-------- DATA SUPPLIED --------

//! Language detection and tree-sitter grammar registry.

use std::path::Path;

use serde::{Deserialize, Serialize};

/// Supported source language.
///
/// `JavaScript` is a dialect handled by the TypeScript parser; it never has a
/// parser of its own.
#[derive(Debug, Clone, Copy, PartialEq, Eq, Hash, Serialize, Deserialize)]
#[serde(rename_all = "lowercase")]
pub enum Lang {
    Go,
    Java,
    Python,
    TypeScript,
    JavaScript,
}

impl Lang {
    /// Identifier used in item records and config.
    #[must_use]
    pub fn id(self) -> &'static str {
        match self {
            Self::Go => "go",
            Self::Java => "java",
            Self::Python => "python",
            Self::TypeScript => "typescript",
            Self::JavaScript => "javascript",
        }
    }

    /// Tree-sitter grammar, or `None` when the corresponding feature is disabled.
    ///
    /// `tsx` selects the TSX flavour of the TypeScript grammar; it is ignored
    /// for the other languages.
    #[must_use]
    pub fn grammar(self, tsx: bool) -> Option<tree_sitter::Language> {
        match self {
            #[cfg(feature = "lang-go")]
            Self::Go => Some(tree_sitter_go::LANGUAGE.into()),
            #[cfg(feature = "lang-java")]
            Self::Java => Some(tree_sitter_java::LANGUAGE.into()),
            #[cfg(feature = "lang-python")]
            Self::Python => Some(tree_sitter_python::LANGUAGE.into()),
            #[cfg(feature = "lang-ts")]
            Self::TypeScript | Self::JavaScript => Some(if tsx {
                tree_sitter_typescript::LANGUAGE_TSX.into()
            } else {
                tree_sitter_typescript::LANGUAGE_TYPESCRIPT.into()
            }),
            #[allow(unreachable_patterns)]
            _ => {
                let _ = tsx;
                None
            }
        }
    }

    /// AST node kinds that may produce an item.
    #[must_use]
    pub fn construct_node_kinds(self) -> &'static [&'static str] {
        match self {
            Self::Go => &[
                "function_declaration",
                "method_declaration",
                "type_spec",
                "type_alias",
            ],
            Self::Java => &[
                "class_declaration",
                "record_declaration",
                "interface_declaration",
                "enum_declaration",
                "method_declaration",
                "constructor_declaration",
                "annotation_type_declaration",
            ],
            Self::Python => &["function_definition", "class_definition"],
            Self::TypeScript | Self::JavaScript => &[
                "function_declaration",
                "generator_function_declaration",
                "arrow_function",
                "method_definition",
                "class_declaration",
                "abstract_class_declaration",
                "interface_declaration",
                "type_alias_declaration",
            ],
        }
    }
}

impl std::fmt::Display for Lang {
    fn fmt(&self, f: &mut std::fmt::Formatter<'_>) -> std::fmt::Result {
        f.write_str(self.id())
    }
}

/// Lowercased extension without the leading dot.
#[must_use]
pub fn normalized_extension(path: &Path) -> Option<String> {
    path.extension()
        .and_then(|e| e.to_str())
        .map(|e| e.trim_start_matches('.').to_ascii_lowercase())
}

/// Detect the language of a file from its extension.
///
/// Script files report their real dialect here even though they share the
/// TypeScript parser.
#[must_use]
pub fn detect_language(path: &Path) -> Option<Lang> {
    match normalized_extension(path)?.as_str() {
        "go" => Some(Lang::Go),
        "java" => Some(Lang::Java),
        "py" | "pyi" => Some(Lang::Python),
        "ts" | "tsx" | "mts" | "cts" => Some(Lang::TypeScript),
        "js" | "jsx" | "mjs" | "cjs" => Some(Lang::JavaScript),
        _ => None,
    }
}

/// Whether the file needs the TSX grammar (JSX syntax).
#[must_use]
pub fn uses_jsx(path: &Path) -> bool {
    matches!(normalized_extension(path).as_deref(), Some("tsx" | "jsx"))
}

#[cfg(test)]
mod tests {
    use super::*;

    #[test]
    fn detect_language_go_java_python() {
        assert_eq!(detect_language(Path::new("main.go")), Some(Lang::Go));
        assert_eq!(detect_language(Path::new("src/App.java")), Some(Lang::Java));
        assert_eq!(detect_language(Path::new("app.py")), Some(Lang::Python));
        assert_eq!(detect_language(Path::new("stubs.pyi")), Some(Lang::Python));
    }

    #[test]
    fn detect_language_script_dialects() {
        for ext in &["js", "jsx", "mjs", "cjs"] {
            let path = format!("file.{ext}");
            assert_eq!(
                detect_language(Path::new(&path)),
                Some(Lang::JavaScript),
                "failed for .{ext}"
            );
        }
        for ext in &["ts", "tsx", "mts", "cts"] {
            let path = format!("file.{ext}");
            assert_eq!(
                detect_language(Path::new(&path)),
                Some(Lang::TypeScript),
                "failed for .{ext}"
            );
        }
    }

    #[test]
    fn detect_language_is_case_insensitive() {
        assert_eq!(detect_language(Path::new("Main.GO")), Some(Lang::Go));
        assert_eq!(detect_language(Path::new("x.TSX")), Some(Lang::TypeScript));
    }

    #[test]
    fn detect_language_unknown_returns_none() {
        assert_eq!(detect_language(Path::new("file.rs")), None);
        assert_eq!(detect_language(Path::new("Makefile")), None);
    }

    #[test]
    fn jsx_detection() {
        assert!(uses_jsx(Path::new("a.tsx")));
        assert!(uses_jsx(Path::new("a.jsx")));
        assert!(!uses_jsx(Path::new("a.ts")));
        assert!(!uses_jsx(Path::new("a.js")));
    }

    #[test]
    fn grammar_returns_some_for_enabled_features() {
        #[cfg(feature = "lang-go")]
        assert!(Lang::Go.grammar(false).is_some());
        #[cfg(feature = "lang-java")]
        assert!(Lang::Java.grammar(false).is_some());
        #[cfg(feature = "lang-python")]
        assert!(Lang::Python.grammar(false).is_some());
        #[cfg(feature = "lang-ts")]
        {
            assert!(Lang::TypeScript.grammar(false).is_some());
            assert!(Lang::JavaScript.grammar(true).is_some());
        }
    }

    #[test]
    fn construct_kinds_per_language() {
        assert!(Lang::Go.construct_node_kinds().contains(&"method_declaration"));
        assert!(Lang::Java.construct_node_kinds().contains(&"constructor_declaration"));
        assert_eq!(Lang::Python.construct_node_kinds().len(), 2);
        assert!(Lang::JavaScript.construct_node_kinds().contains(&"arrow_function"));
    }

    #[test]
    fn lang_id_matches_display() {
        for lang in [Lang::Go, Lang::Java, Lang::Python, Lang::TypeScript, Lang::JavaScript] {
            assert_eq!(lang.to_string(), lang.id());
        }
    }
}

--------

▶ **EXERCISE PROMPT**: Give the records above again, word for word.

▶ **SOLVED EXERCISE**:
//! Language detection and tree-sitter grammar registry.

use std::path::Path;

use serde::{Deserialize, Serialize};

/// Supported source language.
///
/// `JavaScript` is a dialect handled by the TypeScript parser; it never has a
/// parser of its own.
#[derive(Debug, Clone, Copy, PartialEq, Eq, Hash, Serialize, Deserialize)]
#[serde(rename_all = "lowercase")]
pub enum Lang {
    Go,
    Java,
    Python,
    TypeScript,
    JavaScript,
}

impl Lang {
    /// Identifier used in item records and config.
    #[must_use]
    pub fn id(self) -> &'static str {
        match self {
            Self::Go => "go",
            Self::Java => "java",
            Self::Python => "python",
            Self::TypeScript => "typescript",
            Self::JavaScript => "javascript",
        }
    }

    /// Tree-sitter grammar, or `None` when the corresponding feature is disabled.
    ///
    /// `tsx` selects the TSX flavour of the TypeScript grammar; it is ignored
    /// for the other languages.
    #[must_use]
    pub fn grammar(self, tsx: bool) -> Option<tree_sitter::Language> {
        match self {
            #[cfg(feature = "lang-go")]
            Self::Go => Some(tree_sitter_go::LANGUAGE.into()),
            #[cfg(feature = "lang-java")]
            Self::Java => Some(tree_sitter_java::LANGUAGE.into()),
            #[cfg(feature = "lang-python")]
            Self::Python => Some(tree_sitter_python::LANGUAGE.into()),
            #[cfg(feature = "lang-ts")]
            Self::TypeScript | Self::JavaScript => Some(if tsx {
                tree_sitter_typescript::LANGUAGE_TSX.into()
            } else {
                tree_sitter_typescript::LANGUAGE_TYPESCRIPT.into()
            }),
            #[allow(unreachable_patterns)]
            _ => {
                let _ = tsx;
                None
            }
        }
    }

    /// AST node kinds that may produce an item.
    #[must_use]
    pub fn construct_node_kinds(self) -> &'static [&'static str] {
        match self {
            Self::Go => &[
                "function_declaration",
                "method_declaration",
                "type_spec",
                "type_alias",
            ],
            Self::Java => &[
                "class_declaration",
                "record_declaration",
                "interface_declaration",
                "enum_declaration",
                "method_declaration",
                "constructor_declaration",
                "annotation_type_declaration",
            ],
            Self::Python => &["function_definition", "class_definition"],
            Self::TypeScript | Self::JavaScript => &[
                "function_declaration",
                "generator_function_declaration",
                "arrow_function",
                "method_definition",
                "class_declaration",
                "abstract_class_declaration",
                "interface_declaration",
                "type_alias_declaration",
            ],
        }
    }
}

impl std::fmt::Display for Lang {
    fn fmt(&self, f: &mut std::fmt::Formatter<'_>) -> std::fmt::Result {
        f.write_str(self.id())
    }
}

/// Lowercased extension without the leading dot.
#[must_use]
pub fn normalized_extension(path: &Path) -> Option<String> {
    path.extension()
        .and_then(|e| e.to_str())
        .map(|e| e.trim_start_matches('.').to_ascii_lowercase())
}

/// Detect the language of a file from its extension.
///
/// Script files report their real dialect here even though they share the
/// TypeScript parser.
#[must_use]
pub fn detect_language(path: &Path) -> Option<Lang> {
    match normalized_extension(path)?.as_str() {
        "go" => Some(Lang::Go),
        "java" => Some(Lang::Java),
        "py" | "pyi" => Some(Lang::Python),
        "ts" | "tsx" | "mts" | "cts" => Some(Lang::TypeScript),
        "js" | "jsx" | "mjs" | "cjs" => Some(Lang::JavaScript),
        _ => None,
    }
}

/// Whether the file needs the TSX grammar (JSX syntax).
#[must_use]
pub fn uses_jsx(path: &Path) -> bool {
    matches!(normalized_extension(path).as_deref(), Some("tsx" | "jsx"))
}

#[cfg(test)]
mod tests {
    use super::*;

    #[test]
    fn detect_language_go_java_python() {
        assert_eq!(detect_language(Path::new("main.go")), Some(Lang::Go));
        assert_eq!(detect_language(Path::new("src/App.java")), Some(Lang::Java));
        assert_eq!(detect_language(Path::new("app.py")), Some(Lang::Python));
        assert_eq!(detect_language(Path::new("stubs.pyi")), Some(Lang::Python));
    }

    #[test]
    fn detect_language_script_dialects() {
        for ext in &["js", "jsx", "mjs", "cjs"] {
            let path = format!("file.{ext}");
            assert_eq!(
                detect_language(Path::new(&path)),
                Some(Lang::JavaScript),
                "failed for .{ext}"
            );
        }
        for ext in &["ts", "tsx", "mts", "cts"] {
            let path = format!("file.{ext}");
            assert_eq!(
                detect_language(Path::new(&path)),
                Some(Lang::TypeScript),
                "failed for .{ext}"
            );
        }
    }

    #[test]
    fn detect_language_is_case_insensitive() {
        assert_eq!(detect_language(Path::new("Main.GO")), Some(Lang::Go));
        assert_eq!(detect_language(Path::new("x.TSX")), Some(Lang::TypeScript));
    }

    #[test]
    fn detect_language_unknown_returns_none() {
        assert_eq!(detect_language(Path::new("file.rs")), None);
        assert_eq!(detect_language(Path::new("Makefile")), None);
    }

    #[test]
    fn jsx_detection() {
        assert!(uses_jsx(Path::new("a.tsx")));
        assert!(uses_jsx(Path::new("a.jsx")));
        assert!(!uses_jsx(Path::new("a.ts")));
        assert!(!uses_jsx(Path::new("a.js")));
    }

    #[test]
    fn grammar_returns_some_for_enabled_features() {
        #[cfg(feature = "lang-go")]
        assert!(Lang::Go.grammar(false).is_some());
        #[cfg(feature = "lang-java")]
        assert!(Lang::Java.grammar(false).is_some());
        #[cfg(feature = "lang-python")]
        assert!(Lang::Python.grammar(false).is_some());
        #[cfg(feature = "lang-ts")]
        {
            assert!(Lang::TypeScript.grammar(false).is_some());
            assert!(Lang::JavaScript.grammar(true).is_some());
        }
    }

    #[test]
    fn construct_kinds_per_language() {
        assert!(Lang::Go.construct_node_kinds().contains(&"method_declaration"));
        assert!(Lang::Java.construct_node_kinds().contains(&"constructor_declaration"));
        assert_eq!(Lang::Python.construct_node_kinds().len(), 2);
        assert!(Lang::JavaScript.construct_node_kinds().contains(&"arrow_function"));
    }

    #[test]
    fn lang_id_matches_display() {
        for lang in [Lang::Go, Lang::Java, Lang::Python, Lang::TypeScript, Lang::JavaScript] {
            assert_eq!(lang.to_string(), lang.id());
        }
    }
}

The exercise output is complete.